No, that you cannot do because the hypervisor can and will fake the
family/model/stepping.

However, looking again at the original patch you submitted, I think
the review was confusing host and guest sides. If the host is "not
affected", i.e. the host *genuinely* does not have eIBRS, it can set
BHI_NO and that will bypass the "always mitigate in a guest" bit.

I think that's robust and boot_cpu_has_bug(X86_BUG_BHI) is the right
way to do it.

If a VM migration pool has both !eIBRS and eIBRS machines, it will
combine the two; on one hand it will not set the eIBRS bit (bit 1), on
the other hand it will not set BHI_NO either, and it will set the
hypervisor bit.

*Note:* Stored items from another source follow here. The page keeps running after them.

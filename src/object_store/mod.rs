//! Object store client abstraction.
//!
//! The server keeps all binary payloads (audio files, derived cover images,
//! in-flight temp uploads) in an external object store. This module defines
//! the capability set the rest of the crate consumes and ships two backends:
//! a local filesystem store and an S3-compatible store for MinIO-style
//! deployments.
//!
//! There is deliberately no server-side range read in the trait: the range
//! retrieval proxy windows the full object stream client-side, and the
//! finalizer relies on `stat_object`/`copy_object` existence semantics as its
//! only concurrency control.

mod filesystem;
mod s3;

pub use filesystem::FilesystemStore;
pub use s3::{S3Settings, S3Store};

use async_trait::async_trait;
use bytes::Bytes;
use futures::Stream;
use std::pin::Pin;
use thiserror::Error;

/// Chunk size used by backends for streamed reads.
pub const STREAM_CHUNK_SIZE: usize = 64 * 1024;

/// A boxed stream of object bytes.
pub type ByteStream = Pin<Box<dyn Stream<Item = StorageResult<Bytes>> + Send>>;

pub type StorageResult<T> = Result<T, StorageError>;

#[derive(Debug, Error)]
pub enum StorageError {
    #[error("object not found: {0}")]
    NotFound(String),

    #[error("invalid object key: {0}")]
    InvalidKey(String),

    #[error("IO error: {0}")]
    Io(#[from] std::io::Error),

    #[error("storage backend error: {0}")]
    Backend(String),
}

impl StorageError {
    pub fn is_not_found(&self) -> bool {
        matches!(self, StorageError::NotFound(_))
    }
}

/// Metadata returned by `stat_object`.
#[derive(Clone, Debug)]
pub struct ObjectMeta {
    /// Object size in bytes.
    pub size: u64,
    /// Last modification time, when the backend reports one.
    pub last_modified: Option<time::OffsetDateTime>,
}

/// Handle for a streaming upload. Writes go out chunk by chunk; the object
/// only becomes readable after `finish` resolves. Dropping the handle without
/// finishing aborts the upload best-effort, so a client disconnect mid-upload
/// cannot leave a readable partial object behind.
#[async_trait]
pub trait StreamingUpload: Send {
    async fn write(&mut self, chunk: Bytes) -> StorageResult<()>;

    /// Complete the upload. Returns the total bytes written. The caller must
    /// await this before treating the object as durably readable.
    async fn finish(self: Box<Self>) -> StorageResult<u64>;

    /// Abort the upload and discard any bytes already written.
    async fn abort(self: Box<Self>) -> StorageResult<()>;
}

/// The object store capability set consumed by ingestion, retrieval and the
/// lifecycle sweeper.
#[async_trait]
pub trait ObjectStore: Send + Sync + 'static {
    async fn bucket_exists(&self) -> StorageResult<bool>;

    async fn make_bucket(&self) -> StorageResult<()>;

    /// Put a fully materialized object. Small payloads (covers) only.
    async fn put_object(&self, key: &str, data: Bytes) -> StorageResult<()>;

    /// Start a streaming upload to `key`.
    async fn put_object_stream(&self, key: &str) -> StorageResult<Box<dyn StreamingUpload>>;

    /// Open a full read stream over an object.
    async fn get_object(&self, key: &str) -> StorageResult<ByteStream>;

    async fn stat_object(&self, key: &str) -> StorageResult<ObjectMeta>;

    /// Server-side copy. Used by the finalizer to promote temp objects.
    async fn copy_object(&self, dest: &str, src: &str) -> StorageResult<()>;

    async fn remove_object(&self, key: &str) -> StorageResult<()>;

    /// Remove a batch of objects. Missing objects are not an error.
    async fn remove_objects(&self, keys: &[String]) -> StorageResult<()>;

    /// List object keys under a prefix.
    async fn list_objects(&self, prefix: &str) -> StorageResult<Vec<String>>;

    /// Static identifier for logging ("filesystem", "s3").
    fn backend_name(&self) -> &'static str;
}

/// Convenience: read a whole object into memory. Covers and test assertions
/// only; audio payloads stay streamed.
pub async fn read_object(store: &dyn ObjectStore, key: &str) -> StorageResult<Bytes> {
    use futures::StreamExt;

    let mut stream = store.get_object(key).await?;
    let mut buf = Vec::new();
    while let Some(chunk) = stream.next().await {
        buf.extend_from_slice(&chunk?);
    }
    Ok(Bytes::from(buf))
}
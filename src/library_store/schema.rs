//! SQLite schema for the library database.

use crate::sqlite_column;
use crate::sqlite_persistence::{
    Column, ForeignKey, ForeignKeyOnChange, SqlType, Table, VersionedSchema, DEFAULT_TIMESTAMP,
};

const STORED_FILE_TABLE: Table = Table {
    name: "stored_file",
    columns: &[
        sqlite_column!(
            "content_hash",
            &SqlType::Text,
            is_primary_key = true,
            non_null = true
        ),
        sqlite_column!("object_path", &SqlType::Text, non_null = true),
        sqlite_column!("size_bytes", &SqlType::Integer, non_null = true),
        sqlite_column!("mime_type", &SqlType::Text, non_null = true),
        sqlite_column!("duration_seconds", &SqlType::Real),
        sqlite_column!("bitrate_kbps", &SqlType::Integer),
        sqlite_column!("sample_rate_hz", &SqlType::Integer),
        sqlite_column!("channel_count", &SqlType::Integer),
        sqlite_column!("cover_path", &SqlType::Text),
        sqlite_column!(
            "ref_count",
            &SqlType::Integer,
            non_null = true,
            default_value = Some("0")
        ),
        sqlite_column!(
            "created",
            &SqlType::Integer,
            default_value = Some(DEFAULT_TIMESTAMP)
        ),
    ],
    indices: &[("idx_stored_file_ref_count", "ref_count")],
    unique_constraints: &[],
};

const SONG_TABLE: Table = Table {
    name: "song",
    columns: &[
        sqlite_column!("id", &SqlType::Text, is_primary_key = true, non_null = true),
        sqlite_column!("library_id", &SqlType::Text, non_null = true),
        sqlite_column!(
            "file_hash",
            &SqlType::Text,
            non_null = true,
            foreign_key = Some(&ForeignKey {
                foreign_table: "stored_file",
                foreign_column: "content_hash",
                on_delete: ForeignKeyOnChange::Restrict,
            })
        ),
        sqlite_column!("title", &SqlType::Text),
        sqlite_column!("artist", &SqlType::Text),
        sqlite_column!("album", &SqlType::Text),
        sqlite_column!("track_number", &SqlType::Integer),
        sqlite_column!("year", &SqlType::Integer),
        sqlite_column!(
            "created",
            &SqlType::Integer,
            default_value = Some(DEFAULT_TIMESTAMP)
        ),
    ],
    indices: &[
        ("idx_song_library_id", "library_id"),
        ("idx_song_file_hash", "file_hash"),
    ],
    // One copy of any given content per library; duplicates are rejected
    // upstream with a 409 and this backstops races.
    unique_constraints: &[&["library_id", "file_hash"]],
};

pub const LIBRARY_SCHEMA: VersionedSchema = VersionedSchema {
    version: 1,
    tables: &[STORED_FILE_TABLE, SONG_TABLE],
};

The result is that the guest *will* use mitigations.

To double check, from the point of view of a nested hypervisor, you
could set BHI_NO in a nested guest:
* if the nested hypervisor has BHI_NO passed from the outer level
* or if its CPUID passes cpu_matches(cpu_vuln_whitelist, NO_BHI)
* but it won't matter whether the nested hypervisor lacks eIBRS,
because that bit is not reliable in a VM

The logic you'd use in KVM therefore is:

    (ia32_cap & ARCH_CAP_BHI_NO) ||
    cpu_matches(cpu_vuln_whitelist, NO_BHI) ||
    (!boot_cpu_has(X86_FEATURE_IBRS_ENHANCED) &&
     !boot_cpu_has(X86_FEATURE_HYPERVISOR)))

but that is exactly !boot_cpu_has_bug(X86_BUG_BHI) and is therefore
what Alexandre's patch does.

So I'll wait for further comments but I think the patch is correct.

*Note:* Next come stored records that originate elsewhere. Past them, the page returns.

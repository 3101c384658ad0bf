//! HTTP client wrapper for end-to-end tests

use super::constants::TEST_API_TOKEN;
use reqwest::multipart::{Form, Part};
use reqwest::{Client, Response};

/// Thin wrapper over reqwest with the test bearer token and the server's
/// route shapes baked in.
pub struct TestClient {
    base_url: String,
    client: Client,
    token: Option<String>,
}

impl TestClient {
    /// Client without credentials, for exercising the 403 paths.
    pub fn new(base_url: String) -> Self {
        Self {
            base_url,
            client: Client::new(),
            token: None,
        }
    }

    /// Client carrying the test API token.
    pub fn authenticated(base_url: String) -> Self {
        Self {
            base_url,
            client: Client::new(),
            token: Some(TEST_API_TOKEN.to_string()),
        }
    }

    fn with_auth(&self, builder: reqwest::RequestBuilder) -> reqwest::RequestBuilder {
        match &self.token {
            Some(token) => builder.header("Authorization", format!("Bearer {}", token)),
            None => builder,
        }
    }

    /// POST /v1/library/{library_id}/songs with one audio part plus form
    /// fields.
    pub async fn upload_song(
        &self,
        library_id: &str,
        filename: &str,
        mime_type: &str,
        data: Vec<u8>,
        fields: &[(&str, &str)],
    ) -> Response {
        let mut form = Form::new().part(
            "file",
            Part::bytes(data)
                .file_name(filename.to_string())
                .mime_str(mime_type)
                .expect("invalid mime type in test"),
        );
        for (name, value) in fields {
            form = form.text(name.to_string(), value.to_string());
        }
        self.upload_form(library_id, form).await
    }

    /// Upload a multipart form as-is (e.g. one with no audio part).
    pub async fn upload_form(&self, library_id: &str, form: Form) -> Response {
        let url = format!("{}/v1/library/{}/songs", self.base_url, library_id);
        self.with_auth(self.client.post(url))
            .multipart(form)
            .send()
            .await
            .expect("upload request failed")
    }

    pub async fn get_song(&self, id: &str) -> Response {
        let url = format!("{}/v1/songs/{}", self.base_url, id);
        self.with_auth(self.client.get(url))
            .send()
            .await
            .expect("get song request failed")
    }

    pub async fn list_songs(&self, library_id: &str) -> Response {
        let url = format!("{}/v1/library/{}/songs", self.base_url, library_id);
        self.with_auth(self.client.get(url))
            .send()
            .await
            .expect("list songs request failed")
    }

    pub async fn delete_song(&self, id: &str) -> Response {
        let url = format!("{}/v1/songs/{}", self.base_url, id);
        self.with_auth(self.client.delete(url))
            .send()
            .await
            .expect("delete song request failed")
    }

    pub async fn stream_song(&self, id: &str) -> Response {
        let url = format!("{}/v1/songs/{}/stream", self.base_url, id);
        self.with_auth(self.client.get(url))
            .send()
            .await
            .expect("stream request failed")
    }

    pub async fn stream_song_with_range(&self, id: &str, range: &str) -> Response {
        let url = format!("{}/v1/songs/{}/stream", self.base_url, id);
        self.with_auth(self.client.get(url))
            .header("Range", range)
            .send()
            .await
            .expect("range stream request failed")
    }

    pub async fn get_cover(&self, id: &str) -> Response {
        let url = format!("{}/v1/songs/{}/cover", self.base_url, id);
        self.with_auth(self.client.get(url))
            .send()
            .await
            .expect("cover request failed")
    }
}
mod file_config;

pub use file_config::FileConfig;

use crate::object_store::S3Settings;
use crate::server::RequestsLoggingLevel;
use anyhow::{bail, Context, Result};
use clap::ValueEnum;
use std::path::PathBuf;

/// CLI arguments that can be used for config resolution.
/// This struct mirrors the CLI arguments that can be overridden by TOML config.
#[derive(Debug, Clone, Default)]
pub struct CliConfig {
    pub db_dir: Option<PathBuf>,
    pub object_root: Option<PathBuf>,
    pub port: u16,
    pub logging_level: RequestsLoggingLevel,
    pub api_token: Option<String>,
    pub frontend_dir_path: Option<String>,
    pub max_upload_size: Option<String>,
    pub quota_max_total: Option<String>,
    pub sweep_interval_secs: u64,
    pub temp_max_age_secs: u64,
}

/// Which object store backend to run against.
#[derive(Debug, Clone)]
pub enum StorageSettings {
    Filesystem { root: PathBuf },
    S3(S3Settings),
}

#[derive(Debug, Clone)]
pub struct AppConfig {
    pub db_dir: PathBuf,
    pub storage: StorageSettings,
    pub port: u16,
    pub logging_level: RequestsLoggingLevel,
    /// Bearer token required on /v1 routes. Absent means one is generated at
    /// startup and logged.
    pub api_token: Option<String>,
    pub frontend_dir_path: Option<String>,
    pub max_upload_bytes: u64,
    pub quota_max_total_bytes: Option<u64>,
    pub sweep_interval_secs: u64,
    pub temp_max_age_secs: u64,
}

impl AppConfig {
    /// Resolve configuration from CLI arguments and optional TOML file config.
    /// TOML values override CLI values where present.
    pub fn resolve(cli: &CliConfig, file_config: Option<FileConfig>) -> Result<Self> {
        let file = file_config.unwrap_or_default();

        let db_dir = file
            .db_dir
            .map(PathBuf::from)
            .or_else(|| cli.db_dir.clone())
            .ok_or_else(|| {
                anyhow::anyhow!("db_dir must be specified via the CLI or in the config file")
            })?;

        if !db_dir.exists() {
            bail!("Database directory does not exist: {:?}", db_dir);
        }
        if !db_dir.is_dir() {
            bail!("db_dir is not a directory: {:?}", db_dir);
        }

        // An [s3] section selects the S3 backend; otherwise objects live on
        // the local filesystem next to the database by default.
        let storage = match file.s3 {
            Some(s3) => StorageSettings::S3(s3),
            None => {
                let root = file
                    .object_root
                    .map(PathBuf::from)
                    .or_else(|| cli.object_root.clone())
                    .unwrap_or_else(|| db_dir.join("objects"));
                StorageSettings::Filesystem { root }
            }
        };

        let port = file.port.unwrap_or(cli.port);

        let logging_level = file
            .logging_level
            .and_then(|s| parse_logging_level(&s))
            .unwrap_or_else(|| cli.logging_level.clone());

        let api_token = file.api_token.or_else(|| cli.api_token.clone());
        let frontend_dir_path = file
            .frontend_dir_path
            .or_else(|| cli.frontend_dir_path.clone());

        let max_upload_bytes = file
            .max_upload_size
            .or_else(|| cli.max_upload_size.clone())
            .map(|s| parse_byte_size(&s))
            .transpose()?
            .unwrap_or(2 * 1024 * 1024 * 1024);

        let quota_max_total_bytes = file
            .quota_max_total
            .or_else(|| cli.quota_max_total.clone())
            .map(|s| parse_byte_size(&s))
            .transpose()?;

        let sweep_interval_secs = file.sweep_interval_secs.unwrap_or(cli.sweep_interval_secs);
        if sweep_interval_secs == 0 {
            bail!("sweep_interval_secs must be greater than zero");
        }
        let temp_max_age_secs = file.temp_max_age_secs.unwrap_or(cli.temp_max_age_secs);

        Ok(Self {
            db_dir,
            storage,
            port,
            logging_level,
            api_token,
            frontend_dir_path,
            max_upload_bytes,
            quota_max_total_bytes,
            sweep_interval_secs,
            temp_max_age_secs,
        })
    }

    pub fn library_db_path(&self) -> PathBuf {
        self.db_dir.join("library.db")
    }
}

/// Parses a logging level string into RequestsLoggingLevel.
/// Uses clap's ValueEnum trait for parsing.
fn parse_logging_level(s: &str) -> Option<RequestsLoggingLevel> {
    RequestsLoggingLevel::from_str(s, true).ok()
}

/// Parse a human-readable byte size like "512 MiB".
fn parse_byte_size(s: &str) -> Result<u64> {
    let byte = byte_unit::Byte::parse_str(s, true)
        .with_context(|| format!("Invalid byte size: {}", s))?;
    Ok(byte.as_u64())
}

#[cfg(test)]
mod tests {
    use super::*;
    use tempfile::TempDir;

    fn make_temp_db_dir() -> TempDir {
        TempDir::new().unwrap()
    }

    fn cli_with_db_dir(dir: &TempDir) -> CliConfig {
        CliConfig {
            db_dir: Some(dir.path().to_path_buf()),
            port: 3001,
            sweep_interval_secs: 3600,
            temp_max_age_secs: 86400,
            ..Default::default()
        }
    }

    #[test]
    fn test_parse_logging_level() {
        assert!(matches!(
            parse_logging_level("none"),
            Some(RequestsLoggingLevel::None)
        ));
        assert!(matches!(
            parse_logging_level("path"),
            Some(RequestsLoggingLevel::Path)
        ));
        assert!(matches!(
            parse_logging_level("PATH"),
            Some(RequestsLoggingLevel::Path)
        ));
        assert!(parse_logging_level("invalid").is_none());
    }

    #[test]
    fn test_parse_byte_size() {
        assert_eq!(parse_byte_size("1024").unwrap(), 1024);
        assert_eq!(parse_byte_size("2 KiB").unwrap(), 2048);
        assert_eq!(parse_byte_size("1 MiB").unwrap(), 1024 * 1024);
        assert!(parse_byte_size("lots").is_err());
    }

    #[test]
    fn test_resolve_cli_only() {
        let temp_dir = make_temp_db_dir();
        let mut cli = cli_with_db_dir(&temp_dir);
        cli.api_token = Some("token".to_string());
        cli.quota_max_total = Some("1 KiB".to_string());

        let config = AppConfig::resolve(&cli, None).unwrap();

        assert_eq!(config.db_dir, temp_dir.path());
        assert_eq!(config.port, 3001);
        assert_eq!(config.api_token.as_deref(), Some("token"));
        assert_eq!(config.quota_max_total_bytes, Some(1024));
        assert!(matches!(
            config.storage,
            StorageSettings::Filesystem { ref root } if root == &temp_dir.path().join("objects")
        ));
        assert_eq!(
            config.library_db_path(),
            temp_dir.path().join("library.db")
        );
    }

    #[test]
    fn test_resolve_toml_overrides_cli() {
        let temp_dir = make_temp_db_dir();
        let cli = cli_with_db_dir(&temp_dir);

        let file_config = FileConfig {
            port: Some(4000),
            logging_level: Some("headers".to_string()),
            max_upload_size: Some("1 MiB".to_string()),
            ..Default::default()
        };

        let config = AppConfig::resolve(&cli, Some(file_config)).unwrap();

        assert_eq!(config.port, 4000);
        assert_eq!(config.logging_level, RequestsLoggingLevel::Headers);
        assert_eq!(config.max_upload_bytes, 1024 * 1024);
        // CLI value used when TOML doesn't specify
        assert_eq!(config.sweep_interval_secs, 3600);
    }

    #[test]
    fn test_resolve_s3_section_selects_backend() {
        let temp_dir = make_temp_db_dir();
        let cli = cli_with_db_dir(&temp_dir);

        let file_config: FileConfig = toml::from_str(
            r#"
            [s3]
            endpoint_url = "http://minio:9000"
            bucket = "phonoteca"
            access_key = "ak"
            secret_key = "sk"
            "#,
        )
        .unwrap();

        let config = AppConfig::resolve(&cli, Some(file_config)).unwrap();
        assert!(matches!(config.storage, StorageSettings::S3(_)));
    }

    #[test]
    fn test_resolve_missing_db_dir_error() {
        let cli = CliConfig {
            sweep_interval_secs: 3600,
            ..Default::default()
        };
        let result = AppConfig::resolve(&cli, None);
        assert!(result.is_err());
        assert!(result
            .unwrap_err()
            .to_string()
            .contains("db_dir must be specified"));
    }

    #[test]
    fn test_resolve_nonexistent_db_dir_error() {
        let cli = CliConfig {
            db_dir: Some(PathBuf::from("/nonexistent/path/that/should/not/exist")),
            sweep_interval_secs: 3600,
            ..Default::default()
        };
        let result = AppConfig::resolve(&cli, None);
        assert!(result.is_err());
        assert!(result.unwrap_err().to_string().contains("does not exist"));
    }

    #[test]
    fn test_resolve_zero_sweep_interval_error() {
        let temp_dir = make_temp_db_dir();
        let mut cli = cli_with_db_dir(&temp_dir);
        cli.sweep_interval_secs = 0;

        let result = AppConfig::resolve(&cli, None);
        assert!(result.is_err());
    }
}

I think that Andrew's concern is that if there is no eIBRS on the host then
we do not set X86_BUG_BHI on the host because we know the kernel which is
running and this kernel has some mitigations (other than the explicit BHI
mitigations) and these mitigations are enough to prevent BHI. But still
the cpu is affected by BHI.

If you set ARCH_CAP_BHI_NO for the guest then you tell the guest that the
cpu is not affected by BHI although it is. The guest can be running a
different kernel or OS which doesn't necessarily have the (basic) mitigations
used in the host kernel that mitigate BHI.

alex.